Hoke is new in town, but he met Sipe long ago when he was an assistant coach at Michigan. At the time Hoke had successfully recruited from San Diego high schools such future NFL players as Vista High’s Leon Hall and Torrey Pines High’s Hayden Epstein to play in Ann Arbor.

As Sipe recalled how Hoke stopped by Santa Fe Christian, a small school in Solana Beach that doesn’t turn out Big Ten-caliber recruits, my mind raced quickly through past SFC rosters trying to recall who had Hoke’s interest.

When I asked Sipe — one of the most unassuming persons you’ll ever meet — he paused, chuckled and and said, “I don’t think we had anybody. I think he just wanted to meet me.”

That’s Brady Hoke: always looking ahead. When Hoke and his wife went to dinner with Sipe and his wife as part of his effort to persuade Sipe to leave a job he loved to help turn around the Aztecs, there was already a history between the men.

It’s already clear that one of

Hoke’s favorite refrains when referring to problems in the past is, “I can’t drive forward looking in the rear-view mirror. We’re driving straight ahead.”

He used that line when I asked him about the reputation of past SDSU football staffs to give up on a San Diego-area recruit when the competition was a school from a major conference. It may be true, but it doesn’t matter to him, because that’s not how he will handle recruiting.

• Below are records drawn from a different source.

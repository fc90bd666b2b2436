// Copyright (c) 2025 Steve Wagner (ciroque@live.com)
// SPDX-License-Identifier: MIT

//! Relay engine: topology, channels, worker lifecycles and log aggregation.

mod channel;
mod context;
mod lifecycle;
mod log_aggregator;
mod message;
mod relay;
mod report;
mod worker;

#[cfg(test)]
mod integration_tests;

pub use context::ActorContext;
pub use log_aggregator::{LogRecord, LogSender};
pub use message::{Control, Message};
pub use relay::Relay;
pub use report::{ActorId, ExitStatus, Phase, RunReport, WorkerExit};
pub use worker::{Placement, Stage, Worker};
// Copyright (c) 2025 Steve Wagner (ciroque@live.com)
// SPDX-License-Identifier: MIT

use async_trait::async_trait;
use std::sync::atomic::{AtomicBool, Ordering};
use std::sync::{Arc, Mutex};
use std::time::Duration;

use crate::config::RelayConfig;
use crate::engine::{ExitStatus, Phase, Placement, Relay, RunReport, Stage, Worker, WorkerExit};
use crate::errors::TopologyError;
use crate::traits::{Actor, ActorContext};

SDSU’s roll call of former assistants that have become head coaches in the NFL includes John Madden (Oakland Raiders), John Fox (Carolina Panthers), Brian Billick (Baltimore Ravens) and Sean Payton (New Orleans Saints). But all of those coaches established their reputations after they left SDSU.

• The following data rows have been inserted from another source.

impl SerdeAttributes {
    fn parse(attrs: &[syn::Attribute]) -> Self {
        let mut serde = SerdeAttributes::default();
        for attr in attrs.iter().filter(|a| a.path().is_ident("serde")) {
            let parsed = attr.parse_nested_meta(|meta| {
                if meta.path.is_ident("rename") {
                    if let Some(rename) = serialized_name(&meta)? {
                        serde.rename = Some(rename);
                    }
                } else if meta.path.is_ident("rename_all") {
                    if let Some(rule) = serialized_name(&meta)? {
                        serde.rename_all = RenameRule::parse(&rule);
                        if serde.rename_all.is_none() {
                            debug!("Unknown rename_all rule `{}`", rule);
                        }
                    }
                } else if meta.path.is_ident("skip") || meta.path.is_ident("skip_serializing") {
                    serde.skip = true;
                } else if meta.path.is_ident("transparent") {
                    serde.transparent = true;
                } else if meta.input.peek(syn::Token![=]) {
                    let _: syn::Expr = meta.value()?.parse()?;
                } else if meta.input.peek(syn::token::Paren) {
                    let nested;
                    syn::parenthesized!(nested in meta.input);
                    nested.parse_terminated(<syn::Meta as syn::parse::Parse>::parse, syn::Token![,])?;
                }
                Ok(())
            });
            if let Err(e) = parsed {
                debug!("Ignoring unparseable serde attribute: {}", e);
            }
        }
        serde
    }
}

/// The serialize half of `key = "..."` or `key(serialize = "...", deserialize = "...")`
fn serialized_name(meta: &syn::meta::ParseNestedMeta<'_>) -> syn::Result<Option<String>> {
    if meta.input.peek(syn::Token![=]) {
        let lit: syn::LitStr = meta.value()?.parse()?;
        return Ok(Some(lit.value()));
    }
    let mut name = None;
    meta.parse_nested_meta(|inner| {
        let lit: syn::LitStr = inner.value()?.parse()?;
        if inner.path.is_ident("serialize") {
            name = Some(lit.value());
        }
        Ok(())
    })?;
    Ok(name)
}

/// Collects struct and enum items, descending into inline modules
struct DefinitionVisitor<'c> {
    catalog: &'c mut TypeCatalog,
}

impl<'ast> Visit<'ast> for DefinitionVisitor<'_> {
    fn visit_item_struct(&mut self, node: &'ast syn::ItemStruct) {
        self.catalog.insert(TypeDef::from_struct(node));
    }

    fn visit_item_enum(&mut self, node: &'ast syn::ItemEnum) {
        self.catalog.insert(TypeDef::from_enum(node));
    }

    // Type definitions inside function bodies are not part of the API surface
    fn visit_item_fn(&mut self, _node: &'ast syn::ItemFn) {}

    fn visit_impl_item_fn(&mut self, _node: &'ast syn::ImplItemFn) {}
}

impl TypeCatalog {
    pub fn new() -> Self {
        Self::default()
    }

    /// Build the catalog from parsed sources
    pub fn from_sources(files: &[SourceFile]) -> Self {
        let mut catalog = Self::new();
        for file in files {
            DefinitionVisitor {
                catalog: &mut catalog,
            }
            .visit_file(&file.syntax);
        }
        catalog.break_newtype_cycles();
        debug!("Type catalog holds {} definitions", catalog.len());
        catalog
    }

    // A newtype that reaches itself through newtypes would unwrap forever
    fn break_newtype_cycles(&mut self) {
        let cyclic: Vec<String> = self
            .types
            .values()
            .filter(|def| self.newtype_reaches(&def.name, def, &mut HashSet::new()))
            .map(|def| def.name.clone())
            .collect();
        for name in cyclic {
            warn!("Newtype `{}` wraps itself, documenting it as a model", name);
            if let Some(def) = self.types.get_mut(&name) {
                def.kind = TypeDefKind::Struct(Vec::new());
            }
        }
    }

    fn newtype_reaches<'a>(&'a self, target: &str, def: &'a TypeDef, seen: &mut HashSet<&'a str>) -> bool {
        let Some(inner) = def.newtype_inner() else {
            return false;
        };
        let mut names = Vec::new();
        inner.names(&mut names);
        names.into_iter().any(|name| {
            name == target
                || (seen.insert(name)
                    && self
                        .types
                        .get(name)
                        .is_some_and(|next| self.newtype_reaches(target, next, seen)))
        })
    }

    /// Register a definition; the first definition of a name wins
    pub fn insert(&mut self, def: TypeDef) {
        if self.types.contains_key(&def.name) {
            warn!("Duplicate definition of `{}` ignored", def.name);
            return;
        }
        self.types.insert(def.name.clone(), def);
    }

    pub fn get(&self, name: &str) -> Option<&TypeDef> {
        self.types.get(name)
    }

    pub fn len(&self) -> usize {
        self.types.len()
    }

    pub fn is_empty(&self) -> bool {
        self.types.is_empty()
    }
}
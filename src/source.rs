//! Loading of the service sources the type catalog and operation discovery read from.
//!
//! A [`SourceSet`] is every `.rs` file under a project root that parsed cleanly.
//! Files that cannot be read or parsed are recorded as warnings and skipped, so a
//! single broken file never prevents documentation from being generated.

use anyhow::{Context, Result};
use log::{debug, warn};
use std::fs;
use std::path::{Path, PathBuf};
use walkdir::WalkDir;

/// A parsed Rust source file
#[derive(Debug)]
pub struct SourceFile {
    /// Path the source was read from
    pub path: PathBuf,
    /// The parsed syntax tree
    pub syntax: syn::File,
}

/// All source files of a project that parsed successfully
#[derive(Debug, Default)]
pub struct SourceSet {
    pub files: Vec<SourceFile>,
    /// Paths that could not be visited, read or parsed
    pub warnings: Vec<String>,
}

impl SourceFile {
    /// Read and parse a file from disk
    pub fn read(path: &Path) -> Result<Self> {
        debug!("Parsing file: {}", path.display());
        let content = fs::read_to_string(path)
            .with_context(|| format!("Failed to read file: {}", path.display()))?;
        Self::from_source(path, &content)
    }

    /// Parse in-memory source text attributed to `path`
    pub fn from_source(path: impl Into<PathBuf>, content: &str) -> Result<Self> {
        let path = path.into();
        let syntax = syn::parse_file(content)
            .with_context(|| format!("Failed to parse Rust syntax in file: {}", path.display()))?;
        Ok(Self { path, syntax })
    }
}

impl SourceSet {
    /// Walk `root` and parse every `.rs` file, skipping hidden directories and
    /// any directory named in `exclude_dirs`.
    pub fn load(root: &Path, exclude_dirs: &[String]) -> Result<Self> {
        if !root.is_dir() {
            anyhow::bail!("Project path is not a directory: {}", root.display());
        }

        let mut set = SourceSet::default();
        let walker = WalkDir::new(root).into_iter().filter_entry(|entry| {
            if entry.path() == root {
                return true;
            }
            let name = entry.file_name().to_string_lossy();
            !name.starts_with('.') && !exclude_dirs.iter().any(|dir| *dir == name)
        });

        for entry in walker {
            let entry = match entry {
                Ok(entry) => entry,
                Err(e) => {
                    set.warn(format!("Failed to access path: {}", e));
                    continue;
                }
            };
            let path = entry.path();
            if !path.is_file() || path.extension().and_then(|s| s.to_str()) != Some("rs") {
                continue;
            }
            match SourceFile::read(path) {
                Ok(file) => set.files.push(file),
                Err(e) => set.warn(format!("Skipping {}: {:#}", path.display(), e)),
            }
        }

        debug!(
            "Loaded {} source files ({} skipped)",
            set.files.len(),
            set.warnings.len()
        );
        Ok(set)
    }

    /// Build a set from already parsed files
    pub fn from_files(files: Vec<SourceFile>) -> Self {
        Self {
            files,
            warnings: Vec::new(),
        }
    }

    fn warn(&mut self, message: String) {
        warn!("{}", message);
        self.warnings.push(message);
    }
}
//! Type to schema resolution.
//!
//! [`TypeResolver::resolve`] maps any [`TypeRef`] to a [`SchemaType`] and
//! [`TypeResolver::canonical_name`] computes the registry key of a type. Both
//! are pure: nothing is registered here, the caller decides whether a resolved
//! reference needs a model.

use crate::catalog::{TypeCatalog, TypeDef, TypeRef};
use crate::classifier::{Classification, TypeClassifier};
use crate::config::{EnvelopeConvention, TypeConventions};
use crate::model::{ItemRef, SchemaType};

/// Resolves types to schema types and canonical names
#[derive(Debug, Clone, Copy)]
pub struct TypeResolver<'a> {
    classifier: TypeClassifier<'a>,
}

impl<'a> TypeResolver<'a> {
    pub fn new(catalog: &'a TypeCatalog, conventions: &'a TypeConventions) -> Self {
        Self {
            classifier: TypeClassifier::new(catalog, conventions),
        }
    }

    pub fn classifier(&self) -> &TypeClassifier<'a> {
        &self.classifier
    }

    pub fn conventions(&self) -> &'a TypeConventions {
        self.classifier.conventions()
    }

    /// Resolve a type to its schema type
    pub fn resolve(&self, ty: &'a TypeRef) -> SchemaType {
        match self.classifier.classify(ty) {
            Classification::Wrapper(inner) => self.resolve(inner),
            Classification::Array(elem) => SchemaType::array(self.item_ref(elem)),
            Classification::Primitive(scalar) | Classification::Ignored(scalar) => {
                SchemaType::primitive(scalar.name, scalar.format)
            }
            Classification::Enum(_) | Classification::Model(..) => {
                SchemaType::reference(self.canonical_name(ty))
            }
        }
    }

    fn item_ref(&self, elem: &'a TypeRef) -> ItemRef {
        let name = self.canonical_name(elem);
        match self.classifier.classify(self.payload(elem)) {
            Classification::Enum(_) | Classification::Model(..) => ItemRef::model(name),
            _ => ItemRef::primitive(name),
        }
    }

    /// The registry key of a type.
    ///
    /// Wrappers, collections and generic non-envelope models are named after
    /// their (first) type argument; envelopes are named `envelope<payload>` so
    /// each payload type gets its own model.
    pub fn canonical_name(&self, ty: &'a TypeRef) -> String {
        match self.classifier.classify(ty) {
            Classification::Wrapper(inner) | Classification::Array(inner) => self.canonical_name(inner),
            Classification::Primitive(scalar) | Classification::Ignored(scalar) => scalar.name,
            Classification::Enum(def) => def.name.to_lowercase(),
            Classification::Model(def, args) => match args.first() {
                Some(payload) if self.envelope(def).is_some() => {
                    format!("{}<{}>", def.name.to_lowercase(), self.envelope_payload_name(payload))
                }
                Some(payload) => self.canonical_name(payload),
                None => def.name.to_lowercase(),
            },
        }
    }

    fn envelope_payload_name(&self, payload: &'a TypeRef) -> String {
        let payload = self.classifier.unwrap(payload);
        match self.classifier.classify(payload) {
            Classification::Array(elem) => format!("array<{}>", self.canonical_name(elem)),
            _ => self.canonical_name(payload),
        }
    }

    /// The type whose model documents `ty`: wrappers, collections and generic
    /// non-envelope models are peeled off until an envelope or a plain type remains.
    pub fn payload(&self, mut ty: &'a TypeRef) -> &'a TypeRef {
        loop {
            ty = match self.classifier.classify(ty) {
                Classification::Wrapper(inner) | Classification::Array(inner) => inner,
                Classification::Model(def, [first, ..]) if self.envelope(def).is_none() => first,
                _ => return ty,
            };
        }
    }

    /// Envelope conventions for a model definition, if it is an envelope
    pub fn envelope(&self, def: &TypeDef) -> Option<&'a EnvelopeConvention> {
        self.conventions().envelope(&def.name)
    }

    /// Enum member names when `ty` (after unwrapping) is an enum
    pub fn enum_values(&self, ty: &'a TypeRef) -> Option<Vec<String>> {
        match self.classifier.classify(self.classifier.unwrap(ty)) {
            Classification::Enum(def) => Some(def.variants().to_vec()),
            _ => None,
        }
    }
}
use crate::catalog::{FieldDef, TypeDef, TypeRef};
use crate::config::EnvelopeConvention;
use crate::docs::DocumentationSource;
use crate::error::{Error, Result};
use crate::model::{PropertyDescriptor, SchemaType};
use crate::resolver::TypeResolver;
use log::debug;
use std::collections::HashMap;

/// The model a field is being extracted for
#[derive(Debug, Clone, Copy)]
pub struct DeclaringContext<'a> {
    pub def: &'a TypeDef,
    /// Actual type arguments of the declaring type
    pub args: &'a [TypeRef],
    /// Set when the declaring type is an envelope
    pub envelope: Option<&'a EnvelopeConvention>,
}

/// A field turned into a model property
#[derive(Debug, Clone, PartialEq, Eq)]
pub struct ExtractedProperty {
    /// Key of the property in the model
    pub name: String,
    pub descriptor: PropertyDescriptor,
    /// The field type after envelope and generic substitution
    pub ty: TypeRef,
    pub schema: SchemaType,
}

/// Turns struct fields into property descriptors
pub struct PropertyExtractor<'a> {
    resolver: TypeResolver<'a>,
    docs: &'a dyn DocumentationSource,
}

impl<'a> PropertyExtractor<'a> {
    pub fn new(resolver: TypeResolver<'a>, docs: &'a dyn DocumentationSource) -> Self {
        Self { resolver, docs }
    }

    pub fn extract(&self, field: &FieldDef, context: &DeclaringContext<'_>) -> Result<ExtractedProperty> {
        let ty = self.field_type(field, context)?;
        let schema = self.resolver.resolve(&ty);
        let conventions = self.resolver.conventions();

        let mut descriptor = PropertyDescriptor::for_schema(&schema);
        descriptor.required = match ty.name() {
            Some(name) if conventions.is_optional_wrapper(name) => false,
            _ => self.docs.is_required(context.def, field),
        };
        if !conventions.is_ignored(schema.name()) {
            descriptor.description = self.docs.field_summary(context.def, field);
        }
        descriptor.enum_values = self.resolver.enum_values(&ty);

        debug!(
            "Property {}.{} -> {}",
            context.def.name,
            field.display_name(),
            schema.name()
        );

        Ok(ExtractedProperty {
            name: field.display_name().to_string(),
            descriptor,
            ty,
            schema,
        })
    }

    fn field_type(&self, field: &FieldDef, context: &DeclaringContext<'_>) -> Result<TypeRef> {
        let params: HashMap<&str, &TypeRef> = context
            .def
            .generics
            .iter()
            .map(String::as_str)
            .zip(context.args.iter())
            .collect();
        let declared = field.ty.substitute(&params);

        let Some(envelope) = context.envelope else {
            return Ok(declared);
        };
        if let Some(input) = envelope.field_types.get(&field.name) {
            let ty = TypeRef::parse(input)?;
            if !self.resolver.classifier().is_known(&ty) {
                return Err(Error::UnresolvedType { input: input.clone() });
            }
            return Ok(ty);
        }
        // A content field declared without the type parameter still carries the payload
        if field.name == envelope.content_field && declared == field.ty {
            if let Some(payload) = context.args.first() {
                return Ok(payload.clone());
            }
        }
        Ok(declared)
    }
}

With Hoke hiring Sipe as his quarterbacks coach, Al Borgess as his offensive coordinator and Rocky Long his defensive coordinator, no SDSU staff arrived on campus with a longer resume.

Hoke had previous relationships with all three men. He was an assistant at Oregon State when Long was the defensive coordinator. He got to know Borgess when they were young assistants (Hoke at Oregon State and Borgess at nearby Portland State) and coached against him many times in the Pac-10 and Big 10.

And a few years ago he stopped by tiny Santa Fe Christian’s campus for a visit with Sipe that paid off big in 2009.